**Data excerpts:**
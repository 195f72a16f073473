/// Current firmware version
pub const VERSION: &str = env!("CARGO_PKG_VERSION");

/// Size of the heap in DRAM (internal memory)
pub const HEAP_SIZE: usize = 72 * 1024;

/// Pause between coordinator ticks
pub const TICK_INTERVAL_MS: u64 = 100;

/// Upper bound for one Wi-Fi association attempt
pub const WIFI_CONNECT_TIMEOUT_SECS: u64 = 10;
/// Delay before the supervisor re-arms after an association loss
pub const WIFI_RECONNECT_DELAY_MS: u64 = 5000;

/// Size of the TCP socket buffers for the MQTT session
pub const MQTT_TCP_BUFFER_SIZE: usize = 1024;
/// Size of the MQTT client packet buffers
pub const MQTT_BUFFER_SIZE: usize = 1024;
/// Upper bound for broker TCP connection establishment
pub const MQTT_CONNECT_TIMEOUT_SECS: u64 = 10;
/// MQTT keep-alive advertised to the broker (seconds)
pub const MQTT_KEEP_ALIVE_SECS: u16 = 30;
/// Spacing of client-initiated keep-alive pings (seconds)
pub const MQTT_PING_INTERVAL_SECS: u64 = 15;

/// Size of the TCP socket buffers for the HTTP endpoint
pub const HTTP_TCP_BUFFER_SIZE: usize = 1024;
/// Size of the HTTP request buffer (request line + headers + body)
pub const HTTP_REQUEST_MAX: usize = 1024;
/// Inactivity timeout on accepted HTTP connections
pub const HTTP_SOCKET_TIMEOUT_SECS: u64 = 10;
use log::warn;

#[derive(Debug, PartialEq, Eq)]
pub enum LinkError {
    /// The bounded association attempt ran out of time.
    Timeout,
    /// The driver refused the association outright.
    Failed,
}

/// Wireless network link as seen by the coordinator.
///
/// `connect` must block only up to a bounded timeout (<=10s) and must not
/// retry internally; re-attempting is the caller's job on a later tick.
pub trait NetworkLink {
    fn is_up(&self) -> bool;
    async fn connect(&mut self) -> Result<(), LinkError>;
}

/// Owns the link lifecycle: connect-with-timeout, loss detection,
/// reconnect-on-loss. Failure is never fatal.
pub struct LinkManager<L> {
    link: L,
}

impl<L: NetworkLink> LinkManager<L> {
    pub fn new(link: L) -> Self {
        Self { link }
    }

    /// Returns whether the link is up after this tick's maintenance. A no-op
    /// when already up; otherwise triggers one bounded connect attempt and
    /// logs the outcome.
    pub async fn ensure_connected(&mut self) -> bool {
        if self.link.is_up() {
            return true;
        }
        match self.link.connect().await {
            Ok(()) => true,
            Err(e) => {
                warn!("link: connect attempt failed: {:?}", e);
                false
            }
        }
    }
}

**Exercise description:**
Repeat each of the entries exactly.

**Task answer:**
repository 195f72a16f073473
/// Current firmware version
pub const VERSION: &str = env!("CARGO_PKG_VERSION");

/// Size of the heap in DRAM (internal memory)
pub const HEAP_SIZE: usize = 72 * 1024;

/// Pause between coordinator ticks
pub const TICK_INTERVAL_MS: u64 = 100;

/// Upper bound for one Wi-Fi association attempt
pub const WIFI_CONNECT_TIMEOUT_SECS: u64 = 10;
/// Delay before the supervisor re-arms after an association loss
pub const WIFI_RECONNECT_DELAY_MS: u64 = 5000;

/// Size of the TCP socket buffers for the MQTT session
pub const MQTT_TCP_BUFFER_SIZE: usize = 1024;
/// Size of the MQTT client packet buffers
pub const MQTT_BUFFER_SIZE: usize = 1024;
/// Upper bound for broker TCP connection establishment
pub const MQTT_CONNECT_TIMEOUT_SECS: u64 = 10;
/// MQTT keep-alive advertised to the broker (seconds)
pub const MQTT_KEEP_ALIVE_SECS: u16 = 30;
/// Spacing of client-initiated keep-alive pings (seconds)
pub const MQTT_PING_INTERVAL_SECS: u64 = 15;

/// Size of the TCP socket buffers for the HTTP endpoint
pub const HTTP_TCP_BUFFER_SIZE: usize = 1024;
/// Size of the HTTP request buffer (request line + headers + body)
pub const HTTP_REQUEST_MAX: usize = 1024;
/// Inactivity timeout on accepted HTTP connections
pub const HTTP_SOCKET_TIMEOUT_SECS: u64 = 10;
use log::warn;

#[derive(Debug, PartialEq, Eq)]
pub enum LinkError {
    /// The bounded association attempt ran out of time.
    Timeout,
    /// The driver refused the association outright.
    Failed,
}

/// Wireless network link as seen by the coordinator.
///
/// `connect` must block only up to a bounded timeout (<=10s) and must not
/// retry internally; re-attempting is the caller's job on a later tick.
pub trait NetworkLink {
    fn is_up(&self) -> bool;
    async fn connect(&mut self) -> Result<(), LinkError>;
}

/// Owns the link lifecycle: connect-with-timeout, loss detection,
/// reconnect-on-loss. Failure is never fatal.
pub struct LinkManager<L> {
    link: L,
}

impl<L: NetworkLink> LinkManager<L> {
    pub fn new(link: L) -> Self {
        Self { link }
    }

    /// Returns whether the link is up after this tick's maintenance. A no-op
    /// when already up; otherwise triggers one bounded connect attempt and
    /// logs the outcome.
    pub async fn ensure_connected(&mut self) -> bool {
        if self.link.is_up() {
            return true;
        }
        match self.link.connect().await {
            Ok(()) => true,
            Err(e) => {
                warn!("link: connect attempt failed: {:?}", e);
                false
            }
        }
    }
}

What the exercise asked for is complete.